Mais par là, on avait repris le côté révolutionnaire de la philosophie de Hegel, et on l’avait débarrassée, du même coup, de ses chamarrures idéalistes qui, chez Hegel, en avaient empêché l’application conséquente. La grande idée fondamentale selon laquelle le monde ne doit pas être considéré comme un complexe de choses achevées, mais comme un complexe de processus où les choses, en apparence stables, – tout autant que leurs reflets intellectuels dans notre cerveau, les concepts, se développent et meurent en passant par un changement ininterrompu au cours duquel, finalement, malgré tous les hasards apparents et tous les retours en arrière momentanés, un développement progressif finit par se faire jour – cette grande idée fondamentale a, surtout depuis Hegel, pénétré si profondément dans la conscience commune qu’elle ne trouve sous cette forme générale presque plus de contradicteurs. Mais la reconnaître en paroles et l’appliquer, dans la réalité, en détail, à chaque domaine soumis à l’investigation, sont deux choses différentes. Or, si l’on part constamment de ce point de vue dans la recherche, on cesse une fois pour toutes de demander des solutions définitives et des vérités éternelles ; on a toujours conscience du caractère nécessairement borné de toute connaissance acquise, de sa dépendance à l’égard des conditions dans lesquelles elle a été acquise ; on ne s’en laisse plus imposer non plus par l’opposition du vrai et du faux, du bien et du mal, de l’identique et du différent, du nécessaire et du contingent, oppositions irréductibles pour la vieille métaphysique qui a toujours cours ; on sait que ces oppositions n’ont qu’une valeur relative, que ce qui est maintenant reconnu comme vrai comporte un côté faux qu’on ne voit pas et qui apparaîtra plus tard, tout comme ce qui est actuellement reconnu comme faux a son côté vrai grâce auquel il a pu précédemment être considéré comme vrai ; que ce que l’on affirme nécessaire est composé de purs hasards et que le prétendu hasard est la forme sous laquelle la nécessité se dissimule – et ainsi de suite.

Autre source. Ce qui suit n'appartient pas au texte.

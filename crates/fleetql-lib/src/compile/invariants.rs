//! Invariant checks excluded from coverage reports.

#![cfg_attr(coverage_nightly, coverage(off))]

use fleetql_core::{FieldCatalog, FieldDescriptor};

use super::store::Join;
use crate::bind::{BoundComparison, BoundValue};

/// The binder gives every comparison except null checks and lists exactly one value.
pub(super) fn ensure_single_value(c: &BoundComparison) -> &BoundValue {
    match c.values.as_slice() {
        [value] => value,
        values => panic!(
            "broken binder invariant: `{}` on `{}` has {} values, expected one",
            c.op,
            c.field.path(),
            values.len()
        ),
    }
}

/// Fields a path descends through always carry a sub-catalog.
pub(super) fn ensure_sub_catalog(descriptor: &FieldDescriptor) -> &FieldCatalog {
    descriptor.sub_catalog().unwrap_or_else(|| {
        panic!(
            "broken catalog invariant: `{}` is traversed but has no sub-catalog",
            descriptor.name()
        )
    })
}

/// The last field of a bound path is a leaf column or a map.
pub(super) fn ensure_column(descriptor: &FieldDescriptor) -> &str {
    descriptor.column().unwrap_or_else(|| {
        panic!(
            "broken binder invariant: `{}` ends a path but has no column",
            descriptor.name()
        )
    })
}

/// Only sub-entities and collections sit in the middle of a path.
pub(super) fn untraversable(descriptor: &FieldDescriptor) -> ! {
    panic!(
        "broken binder invariant: `{}` sits inside a path but cannot be traversed",
        descriptor.name()
    )
}

/// Row quantifiers only apply to paths that join at least one table.
pub(super) fn ensure_joined(sources: &[Join]) -> (&Join, &[Join]) {
    sources
        .split_first()
        .unwrap_or_else(|| panic!("broken compiler invariant: row quantifier on an own column"))
}
//! Owned parse result, detached from the syntax tree.

use rowan::TextRange;

use super::literal::Literal;

/// Comparison operator as written. Aliases are folded, `=is=`/`=not=` stay
/// distinct because only they accept `null`.
#[derive(Debug, Clone, Copy, PartialEq, Eq, Hash)]
pub enum ComparisonOp {
    Eq,
    Ne,
    Gt,
    Ge,
    Lt,
    Le,
    In,
    Out,
    Is,
    Not,
}

impl ComparisonOp {
    /// Operator spelling is case-insensitive.
    pub fn from_token(text: &str) -> Option<Self> {
        let op = match text.to_ascii_lowercase().as_str() {
            "==" => ComparisonOp::Eq,
            "!=" => ComparisonOp::Ne,
            "=gt=" | ">" => ComparisonOp::Gt,
            "=ge=" | ">=" => ComparisonOp::Ge,
            "=lt=" | "<" => ComparisonOp::Lt,
            "=le=" | "<=" => ComparisonOp::Le,
            "=in=" => ComparisonOp::In,
            "=out=" => ComparisonOp::Out,
            "=is=" | "=eq=" => ComparisonOp::Is,
            "=not=" | "=ne=" => ComparisonOp::Not,
            _ => return None,
        };
        Some(op)
    }

    pub fn as_str(self) -> &'static str {
        match self {
            ComparisonOp::Eq => "==",
            ComparisonOp::Ne => "!=",
            ComparisonOp::Gt => "=gt=",
            ComparisonOp::Ge => "=ge=",
            ComparisonOp::Lt => "=lt=",
            ComparisonOp::Le => "=le=",
            ComparisonOp::In => "=in=",
            ComparisonOp::Out => "=out=",
            ComparisonOp::Is => "=is=",
            ComparisonOp::Not => "=not=",
        }
    }

    pub fn is_ordering(self) -> bool {
        matches!(
            self,
            ComparisonOp::Gt | ComparisonOp::Ge | ComparisonOp::Lt | ComparisonOp::Le
        )
    }

    pub fn accepts_list(self) -> bool {
        matches!(self, ComparisonOp::In | ComparisonOp::Out)
    }
}

impl std::fmt::Display for ComparisonOp {
    fn fmt(&self, f: &mut std::fmt::Formatter<'_>) -> std::fmt::Result {
        f.write_str(self.as_str())
    }
}

/// Dotted field reference, split into segments.
#[derive(Debug, Clone, PartialEq, Eq)]
pub struct FieldPath {
    pub segments: Vec<String>,
    pub span: TextRange,
}

impl FieldPath {
    pub fn new(text: &str, span: TextRange) -> Self {
        Self {
            segments: text.split('.').map(str::to_string).collect(),
            span,
        }
    }

    pub fn head(&self) -> &str {
        &self.segments[0]
    }

    pub fn text(&self) -> String {
        self.segments.join(".")
    }
}

#[derive(Debug, Clone, PartialEq)]
pub struct RawComparison {
    pub field: FieldPath,
    pub op: ComparisonOp,
    pub op_span: TextRange,
    pub values: Vec<Literal>,
    /// Written with parentheses, even for a single value.
    pub is_list: bool,
    pub span: TextRange,
}

#[derive(Debug, Clone, PartialEq)]
pub enum RawNode {
    Comparison(RawComparison),
    And(Box<RawNode>, Box<RawNode>),
    Or(Box<RawNode>, Box<RawNode>),
    Group(Box<RawNode>),
}

impl RawNode {
    pub fn span(&self) -> TextRange {
        match self {
            RawNode::Comparison(c) => c.span,
            RawNode::And(l, r) | RawNode::Or(l, r) => l.span().cover(r.span()),
            RawNode::Group(inner) => inner.span(),
        }
    }

    /// Comparisons in source order.
    pub fn comparisons(&self) -> Vec<&RawComparison> {
        let mut out = Vec::new();
        self.collect_comparisons(&mut out);
        out
    }

    fn collect_comparisons<'a>(&'a self, out: &mut Vec<&'a RawComparison>) {
        match self {
            RawNode::Comparison(c) => out.push(c),
            RawNode::And(l, r) | RawNode::Or(l, r) => {
                l.collect_comparisons(out);
                r.collect_comparisons(out);
            }
            RawNode::Group(inner) => inner.collect_comparisons(out),
        }
    }
}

L’ancienne méthode de recherche et de pensée, que Hegel appelle la méthode « métaphysique » qui s’occupait de préférence de l’étude des choses considérées en tant qu’objets fixes donnés et dont les survivances continuent à hanter les esprits, a été, en son temps, très justifiée historiquement. Il fallait d’abord étudier les choses avant de pouvoir étudier les processus. Il fallait d’abord savoir ce qu’était telle ou telle chose avant de pouvoir observer les modifications qui s’opèrent en elle. Et il en fut ainsi dans la science de la nature. L’ancienne métaphysique, qui considérait les choses comme faites une fois pour toutes, était issue d’une science de la nature qui étudiait les choses mortes et vivantes en tant que choses faites une fois pour toutes. Mais lorsque cette étude fut avancée au point que le progrès décisif fût possible, à savoir le passage à l’étude systématique des modifications s’opérant dans ces choses au sein de la nature même, à ce moment sonna dans le domaine philosophique aussi le glas de la vieille métaphysique. Et, en effet, si, jusqu’à la fin du siècle dernier, la science de la nature fut surtout une science rassemblant des faits, une science de choses achevées, elle est essentiellement, dans notre siècle, une science de classement, une science des processus, de l’origine et du développement de ces choses et de l’enchaînement qui fait de ces processus naturels une grande totalité. La physiologie qui étudie les phénomènes des organismes végétaux et animaux, l’embryologie qui étudie le développement de chaque organisme depuis l’embryon jusqu’à la maturité, la géologie qui étudie la formation progressive de la surface terrestre, sont toutes filles de notre siècle.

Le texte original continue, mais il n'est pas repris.